Turning Algorithms into Code

End Result Source Code

Algorithms are the fundamental building blocks of the code that we see around us. They take complicated problems and find solutions made of simple steps.

A few people have asked about how they can algorithms into code, so this post will go over the process.

This example will be recreating the A* pathfinding algorithm in JavaScript. This language will allow the results to be embedded right into the web. The same ideas should work perfectly fine with any other language and algorithm.

Algorithms Aren't as Scary as They Look

One of the most important things to realize is that algorithms are a combination of many simple steps and components. They can seem complicated with confusing parts but they're not that bad.

The steps in this post will show a way to turn an algorithm into working code but bugs and issues will almost always pop up. The goal of the post is to define steps to follow if someone doesn't know where to start.

Understanding the Problem

The first step when recreating any algorithm is researching the algorithm to understand what information it needs.

There are all sorts of algorithms on the internet with great descriptions. Reading up for a few minutes on your algorithm of choice is recommended to get an understanding of how it works.
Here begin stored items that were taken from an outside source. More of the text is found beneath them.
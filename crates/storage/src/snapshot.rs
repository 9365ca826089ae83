// SPDX-License-Identifier: MIT

//! Snapshot persistence for crash recovery.
//!
//! A snapshot stores the complete materialized state at a point in time,
//! identified by the WAL sequence number it was taken at. Recovery loads
//! the snapshot and replays WAL entries after that sequence.

use std::fs::{self, File};
use std::io::{Read, Write};
use std::path::{Path, PathBuf};

use chrono::{DateTime, Utc};
use serde::{Deserialize, Serialize};
use thiserror::Error;

use crate::state::MaterializedState;

pub const CURRENT_SNAPSHOT_VERSION: u32 = 1;

#[derive(Debug, Error)]
pub enum SnapshotError {
    #[error("io error: {0}")]
    Io(#[from] std::io::Error),
    #[error("serialization error: {0}")]
    Json(#[from] serde_json::Error),
    #[error("zstd error: {0}")]
    Zstd(std::io::Error),
    #[error("unsupported snapshot version {found}, expected {expected}")]
    UnsupportedVersion { found: u32, expected: u32 },
}

#[derive(Debug, Clone, Serialize, Deserialize)]
pub struct Snapshot {
    #[serde(rename = "v")]
    pub version: u32,
    pub seq: u64,
    pub state: MaterializedState,
    pub created_at: DateTime<Utc>,
}

impl Snapshot {
    pub fn new(seq: u64, state: MaterializedState, created_at: DateTime<Utc>) -> Self {
        Self { version: CURRENT_SNAPSHOT_VERSION, seq, state, created_at }
    }

    /// Write the snapshot to `path`, zstd-compressed, rotating any existing
    /// file into `.bak`/`.bak.2`/`.bak.3` first.
    pub fn save(&self, path: &Path) -> Result<(), SnapshotError> {
        if path.exists() {
            let bak = rotate_bak_path(path);
            fs::rename(path, bak)?;
        }
        let json = serde_json::to_vec(self)?;
        let compressed = zstd::encode_all(json.as_slice(), 3).map_err(SnapshotError::Zstd)?;
        if let Some(parent) = path.parent() {
            fs::create_dir_all(parent)?;
        }
        let tmp = path.with_extension("tmp");
        let mut f = File::create(&tmp)?;
        f.write_all(&compressed)?;
        f.sync_all()?;
        fs::rename(&tmp, path)?;
        Ok(())
    }

    pub fn load(path: &Path) -> Result<Option<Self>, SnapshotError> {
        if !path.exists() {
            return Ok(None);
        }
        let mut compressed = Vec::new();
        File::open(path)?.read_to_end(&mut compressed)?;
        let json = zstd::decode_all(compressed.as_slice()).map_err(SnapshotError::Zstd)?;
        let snapshot: Snapshot = serde_json::from_slice(&json)?;
        if snapshot.version != CURRENT_SNAPSHOT_VERSION {
            return Err(SnapshotError::UnsupportedVersion {
                found: snapshot.version,
                expected: CURRENT_SNAPSHOT_VERSION,
            });
        }
        Ok(Some(snapshot))
    }
}

const MAX_BAK_FILES: u32 = 3;

/// Pick the next `.bak` / `.bak.N` path, rotating older backups out.
pub(crate) fn rotate_bak_path(path: &Path) -> PathBuf {
    let bak = |n: u32| {
        if n == 1 {
            path.with_extension("bak")
        } else {
            path.with_extension(format!("bak.{n}"))
        }
    };

    let oldest = bak(MAX_BAK_FILES);
    if oldest.exists() {
        let _ = fs::remove_file(&oldest);
    }
    for n in (1..MAX_BAK_FILES).rev() {
        let src = bak(n);
        if src.exists() {
            let _ = fs::rename(&src, bak(n + 1));
        }
    }
    bak(1)
}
It can be especially useful to find illustrations and animations depicting the algorithm at work. There are often long write-ups (often even including pseudo-code you can use as a base!) that discuss the inner workings of algorithms.

Algorithms often work with components like nodes and vectors but these just represent ways of storing data in an organized way.
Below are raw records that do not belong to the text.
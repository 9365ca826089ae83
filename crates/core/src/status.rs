// SPDX-License-Identifier: MIT

//! Pipeline status state machine, lane assignment, and stage-key mapping.

use serde::{Deserialize, Serialize};

/// Status of a queue item within the pipeline.
///
/// Terminal statuses are [`ItemStatus::Completed`] and [`ItemStatus::Failed`].
/// `*ing` statuses are "processing" statuses: a stage handler is (or was,
/// before a crash) actively working the item.
#[derive(Debug, Clone, Copy, PartialEq, Eq, Hash, Serialize, Deserialize)]
#[serde(rename_all = "snake_case")]
pub enum ItemStatus {
    Pending,
    Identifying,
    Identified,
    EpisodeIdentifying,
    EpisodeIdentified,
    Ripping,
    Ripped,
    Encoding,
    Encoded,
    Subtitling,
    Subtitled,
    Organizing,
    Completed,
    Failed,
}

crate::simple_display! {
    ItemStatus {
        Pending => "pending",
        Identifying => "identifying",
        Identified => "identified",
        EpisodeIdentifying => "episode_identifying",
        EpisodeIdentified => "episode_identified",
        Ripping => "ripping",
        Ripped => "ripped",
        Encoding => "encoding",
        Encoded => "encoded",
        Subtitling => "subtitling",
        Subtitled => "subtitled",
        Organizing => "organizing",
        Completed => "completed",
        Failed => "failed",
    }
}

/// Coarse concurrency class: which scheduler lane claims this status.
#[derive(Debug, Clone, Copy, PartialEq, Eq, Hash, Serialize, Deserialize)]
#[serde(rename_all = "snake_case")]
pub enum Lane {
    /// Disc-bound stages that require the optical drive: identification
    /// through `ripped`.
    Foreground,
    /// Post-rip stages: encoding through organization.
    Background,
}

crate::simple_display! {
    Lane {
        Foreground => "foreground",
        Background => "background",
    }
}

impl ItemStatus {
    /// True for `completed`/`failed`.
    pub fn is_terminal(self) -> bool {
        matches!(self, ItemStatus::Completed | ItemStatus::Failed)
    }

    /// True for any `*ing` status — a stage handler is actively (or was,
    /// before a crash) working this item.
    pub fn is_processing(self) -> bool {
        matches!(
            self,
            ItemStatus::Identifying
                | ItemStatus::EpisodeIdentifying
                | ItemStatus::Ripping
                | ItemStatus::Encoding
                | ItemStatus::Subtitling
                | ItemStatus::Organizing
        )
    }

    /// Lane that owns this status, if any (terminal statuses have no lane).
    pub fn lane(self) -> Option<Lane> {
        match self {
            ItemStatus::Pending
            | ItemStatus::Identifying
            | ItemStatus::Identified
            | ItemStatus::EpisodeIdentifying
            | ItemStatus::EpisodeIdentified
            | ItemStatus::Ripping
            | ItemStatus::Ripped => Some(Lane::Foreground),
            ItemStatus::Encoding
            | ItemStatus::Encoded
            | ItemStatus::Subtitling
            | ItemStatus::Subtitled
            | ItemStatus::Organizing => Some(Lane::Background),
            ItemStatus::Completed | ItemStatus::Failed => None,
        }
    }

    /// Stable UI-facing stage identifier for a processing status.
    ///
    /// Returns `None` for statuses that aren't actively dispatched to a
    /// stage handler (the "done" statuses and the terminals).
    pub fn stage_key(self) -> Option<&'static str> {
        match self {
            ItemStatus::Identifying | ItemStatus::EpisodeIdentifying => Some("identifier"),
            ItemStatus::Ripping => Some("ripper"),
            ItemStatus::Encoding => Some("encoder"),
            ItemStatus::Subtitling => Some("subtitler"),
            ItemStatus::Organizing => Some("organizer"),
            _ => None,
        }
    }

    /// The next status once the handler for this processing status
    /// completes successfully (I-2 monotone stage progression). `None` for
    /// a non-processing status, which never advances on its own.
    pub fn next_on_success(self) -> Option<ItemStatus> {
        match self {
            ItemStatus::Identifying => Some(ItemStatus::Identified),
            ItemStatus::EpisodeIdentifying => Some(ItemStatus::EpisodeIdentified),
            ItemStatus::Ripping => Some(ItemStatus::Ripped),
            ItemStatus::Encoding => Some(ItemStatus::Encoded),
            ItemStatus::Subtitling => Some(ItemStatus::Subtitled),
            ItemStatus::Organizing => Some(ItemStatus::Completed),
            _ => None,
        }
    }

    /// UI-facing label for the terminal stage label once `next_on_success`
    /// is reached (I-4 progress honesty).
    pub fn terminal_label(self) -> &'static str {
        match self {
            ItemStatus::Pending => "Queued",
            ItemStatus::Identifying | ItemStatus::Identified => "Identified",
            ItemStatus::EpisodeIdentifying | ItemStatus::EpisodeIdentified => "Episode identified",
            ItemStatus::Ripping | ItemStatus::Ripped => "Ripped",
            ItemStatus::Encoding | ItemStatus::Encoded => "Encoded",
            ItemStatus::Subtitling | ItemStatus::Subtitled => "Subtitled",
            ItemStatus::Organizing => "Organizing",
            ItemStatus::Completed => "Completed",
            ItemStatus::Failed => "Failed",
        }
    }

    /// The processing status a claimed, not-yet-dispatched item enters
    /// next. The inverse of [`ItemStatus::next_on_success`]: `None` for a
    /// status that is itself already processing or terminal, since those
    /// are never claimed by the dispatch loop.
    pub fn enter_processing(self) -> Option<ItemStatus> {
        match self {
            ItemStatus::Pending => Some(ItemStatus::Identifying),
            ItemStatus::Identified => Some(ItemStatus::EpisodeIdentifying),
            ItemStatus::EpisodeIdentified => Some(ItemStatus::Ripping),
            ItemStatus::Ripped => Some(ItemStatus::Encoding),
            ItemStatus::Encoded => Some(ItemStatus::Subtitling),
            ItemStatus::Subtitled => Some(ItemStatus::Organizing),
            _ => None,
        }
    }

    /// The durable resume point a crashed-while-`*ing` item reverts to on
    /// daemon restart (I-5 crash safety). `has_rip_spec` disambiguates the
    /// two-way branch for `identifying`.
    pub fn resume_point(self, has_rip_spec: bool, has_episodes: bool) -> ItemStatus {
        match self {
            ItemStatus::Identifying => {
                if has_rip_spec {
                    if has_episodes {
                        ItemStatus::EpisodeIdentified
                    } else {
                        ItemStatus::Identified
                    }
                } else {
                    ItemStatus::Pending
                }
            }
            ItemStatus::EpisodeIdentifying => ItemStatus::EpisodeIdentified,
            ItemStatus::Ripping => ItemStatus::Identified,
            ItemStatus::Encoding => ItemStatus::Ripped,
            ItemStatus::Subtitling => ItemStatus::Encoded,
            ItemStatus::Organizing => ItemStatus::Encoded,
            other => other,
        }
    }
}

#[cfg(test)]
mod tests {
    use super::*;

    #[test]
    fn lane_crosses_at_ripped_to_encoding() {
        assert_eq!(ItemStatus::Ripped.lane(), Some(Lane::Foreground));
        assert_eq!(ItemStatus::Encoding.lane(), Some(Lane::Background));
    }

    #[test]
    fn terminals_have_no_lane() {
        assert_eq!(ItemStatus::Completed.lane(), None);
        assert_eq!(ItemStatus::Failed.lane(), None);
    }

    #[test]
    fn resume_points_match_recovery_table() {
        assert_eq!(ItemStatus::Ripping.resume_point(false, false), ItemStatus::Identified);
        assert_eq!(ItemStatus::Encoding.resume_point(false, false), ItemStatus::Ripped);
        assert_eq!(ItemStatus::Subtitling.resume_point(false, false), ItemStatus::Encoded);
        assert_eq!(ItemStatus::Organizing.resume_point(false, false), ItemStatus::Encoded);
        assert_eq!(ItemStatus::Identifying.resume_point(false, false), ItemStatus::Pending);
        assert_eq!(ItemStatus::Identifying.resume_point(true, false), ItemStatus::Identified);
        assert_eq!(ItemStatus::Identifying.resume_point(true, true), ItemStatus::EpisodeIdentified);
        assert_eq!(
            ItemStatus::EpisodeIdentifying.resume_point(true, true),
            ItemStatus::EpisodeIdentified
        );
    }

    #[test]
    fn next_on_success_advances_the_dag() {
        assert_eq!(ItemStatus::Ripping.next_on_success(), Some(ItemStatus::Ripped));
        assert_eq!(ItemStatus::Organizing.next_on_success(), Some(ItemStatus::Completed));
        assert_eq!(ItemStatus::Completed.next_on_success(), None);
    }

    #[test]
    fn enter_processing_is_the_inverse_of_next_on_success() {
        assert_eq!(ItemStatus::Pending.enter_processing(), Some(ItemStatus::Identifying));
        assert_eq!(ItemStatus::Ripped.enter_processing(), Some(ItemStatus::Encoding));
        assert_eq!(ItemStatus::Subtitled.enter_processing(), Some(ItemStatus::Organizing));
        assert_eq!(ItemStatus::Ripping.enter_processing(), None);
        assert_eq!(ItemStatus::Completed.enter_processing(), None);
    }

    #[test]
    fn stage_keys_match_spec_mapping() {
        assert_eq!(ItemStatus::Identifying.stage_key(), Some("identifier"));
        assert_eq!(ItemStatus::EpisodeIdentifying.stage_key(), Some("identifier"));
        assert_eq!(ItemStatus::Ripping.stage_key(), Some("ripper"));
        assert_eq!(ItemStatus::Encoding.stage_key(), Some("encoder"));
        assert_eq!(ItemStatus::Subtitling.stage_key(), Some("subtitler"));
        assert_eq!(ItemStatus::Organizing.stage_key(), Some("organizer"));
        assert_eq!(ItemStatus::Pending.stage_key(), None);
    }
}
You can use libraries that create and manage these components for you, but for this example will show you how to create these as well.
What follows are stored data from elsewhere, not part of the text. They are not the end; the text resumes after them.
// SPDX-License-Identifier: MIT

//! Stage executor (C3): dispatches one queue item to the stage handler
//! for its current status, classifies any error, and persists the
//! outcome through the queue store.

use std::collections::HashMap;
use std::io::Write as _;
use std::sync::Arc;

use spindle_cache::StagingManager;
use spindle_core::{Clock, ErrorKind, ItemId, QueueItem, Settings, StageError};
use spindle_storage::QueueStore;
use thiserror::Error;
use tokio_util::sync::CancellationToken;
use tracing::{error, info, instrument};

use spindle_adapters::{StageContext, StageHandler};

#[derive(Debug, Error)]
pub enum ExecuteError {
    #[error("item {0} not found")]
    ItemNotFound(ItemId),
    #[error("no stage handler registered for {0:?}")]
    NoHandler(&'static str),
    #[error(transparent)]
    Storage(#[from] spindle_storage::StorageError),
    #[error(transparent)]
    Staging(#[from] spindle_cache::StagingError),
    #[error(transparent)]
    Stage(#[from] StageError),
}

/// Executes a single stage-handler call for one item, owning status
/// transitions so every advance through the §4.4 DAG goes through one
/// instrumented, durable code path.
pub struct StageExecutor<C: Clock> {
    store: Arc<QueueStore<C>>,
    staging: Arc<StagingManager>,
    settings: Arc<Settings>,
    handlers: HashMap<&'static str, Arc<dyn StageHandler>>,
    clock: C,
}

impl<C: Clock> StageExecutor<C> {
    pub fn new(
        store: Arc<QueueStore<C>>,
        staging: Arc<StagingManager>,
        settings: Arc<Settings>,
        handlers: HashMap<&'static str, Arc<dyn StageHandler>>,
        clock: C,
    ) -> Self {
        Self { store, staging, settings, handlers, clock }
    }

    fn now_ms(&self) -> i64 {
        self.clock.epoch_ms() as i64
    }

    /// Run the handler for `item_id`'s current status to completion (or
    /// failure), updating the store with the result. Returns the item's
    /// new status.
    #[instrument(skip(self, cancel), fields(item_id = %item_id))]
    pub async fn execute(
        &self,
        item_id: ItemId,
        cancel: CancellationToken,
    ) -> Result<spindle_core::ItemStatus, ExecuteError> {
        let mut item = self.store.get_by_id(item_id)?;
        let stage_key = item.status.stage_key().ok_or(ExecuteError::NoHandler("none"))?;
        let handler = self.handlers.get(stage_key).ok_or(ExecuteError::NoHandler(stage_key))?.clone();

        let area_dir = self.staging.area_dir(
            &item.disc_fingerprint,
            match stage_key {
                "ripper" => spindle_cache::StageArea::Ripped,
                "encoder" => spindle_cache::StageArea::Encoded,
                "subtitler" => spindle_cache::StageArea::Subtitled,
                _ => spindle_cache::StageArea::Ripped,
            },
        )?;
        let ctx = StageContext::new(self.settings.clone(), area_dir, cancel);

        let start = std::time::Instant::now();
        let result = self.run_handler(handler.as_ref(), &ctx, &mut item).await;
        let elapsed_ms = start.elapsed().as_millis() as u64;

        match result {
            Ok(()) => {
                let next = item.status.next_on_success().unwrap_or(item.status);
                item.mark_stage_complete(next.terminal_label(), self.now_ms());
                self.store.update_fields(item_id, item_patch(&item))?;
                self.store.update_status(item_id, next, None)?;
                info!(stage = stage_key, elapsed_ms, next = %next, "stage completed");
                Ok(next)
            }
            Err(stage_err) => {
                error!(stage = stage_key, elapsed_ms, error = %stage_err, "stage failed");
                self.persist_failure(&item, &stage_err)?;
                Ok(spindle_core::ItemStatus::Failed)
            }
        }
    }

    async fn run_handler(
        &self,
        handler: &dyn StageHandler,
        ctx: &StageContext,
        item: &mut QueueItem,
    ) -> Result<(), StageError> {
        handler.prepare(ctx, item).await?;
        let timeout = self.settings.stage_timeout();
        tokio::select! {
            result = handler.execute(ctx, item) => result,
            _ = tokio::time::sleep(timeout) => Err(StageError::new(
                ErrorKind::Timeout,
                handler.stage_key(),
                "execute",
                format!("stage exceeded {timeout:?}"),
            )),
            _ = ctx.cancel.cancelled() => Err(StageError::new(
                ErrorKind::Transient,
                handler.stage_key(),
                "execute",
                "cancelled",
            )),
        }
    }

    /// §4.3 step 5: besides recording `error_message`, append the failure
    /// to a per-item log under the item's staging directory and persist
    /// its path as `background_log_path` so an operator can pull the full
    /// context behind a terse status line.
    fn persist_failure(&self, item: &QueueItem, stage_err: &StageError) -> Result<(), ExecuteError> {
        self.store.update_status(item.id, spindle_core::ItemStatus::Failed, Some(stage_err.message.clone()))?;

        let log_path = self.staging.item_dir(&item.disc_fingerprint).join("background.log");
        if let Some(parent) = log_path.parent() {
            let _ = std::fs::create_dir_all(parent);
        }
        if let Ok(mut f) = std::fs::OpenOptions::new().create(true).append(true).open(&log_path) {
            let _ = writeln!(
                f,
                "[{}] stage={} op={} kind={} {}",
                self.now_ms(),
                stage_err.stage,
                stage_err.operation,
                stage_err.kind,
                stage_err.message
            );
        }

        let mut patch = serde_json::Map::new();
        patch.insert("background_log_path".to_string(), serde_json::json!(log_path.display().to_string()));
        if stage_err.needs_review() {
            patch.insert("needs_review".to_string(), serde_json::json!(true));
            patch.insert("review_reason".to_string(), serde_json::json!(stage_err.message.clone()));
        }
        self.store.update_fields(item.id, patch)?;
        Ok(())
    }
}

fn item_patch(item: &QueueItem) -> serde_json::Map<String, serde_json::Value> {
    match serde_json::to_value(item) {
        Ok(serde_json::Value::Object(map)) => map,
        _ => serde_json::Map::new(),
    }
}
Representing the Problem in Code

A*, like other pathfinding algorithms, represents locations with edges and nodes. This means each major location is represented by a node, and the connections between the nodes are called edges.

A* then explores the nodes based on which nodes are the most beneficial (easy to travel to and bring us closer to the end). So we'll need a queue to store the list of nodes that the algorithm is looking into, as well as a list of nodes it is finished with.

Before programming, it can be very helpful to draw or take a note of how the code will work, as well as some of the functions the components will fulfill.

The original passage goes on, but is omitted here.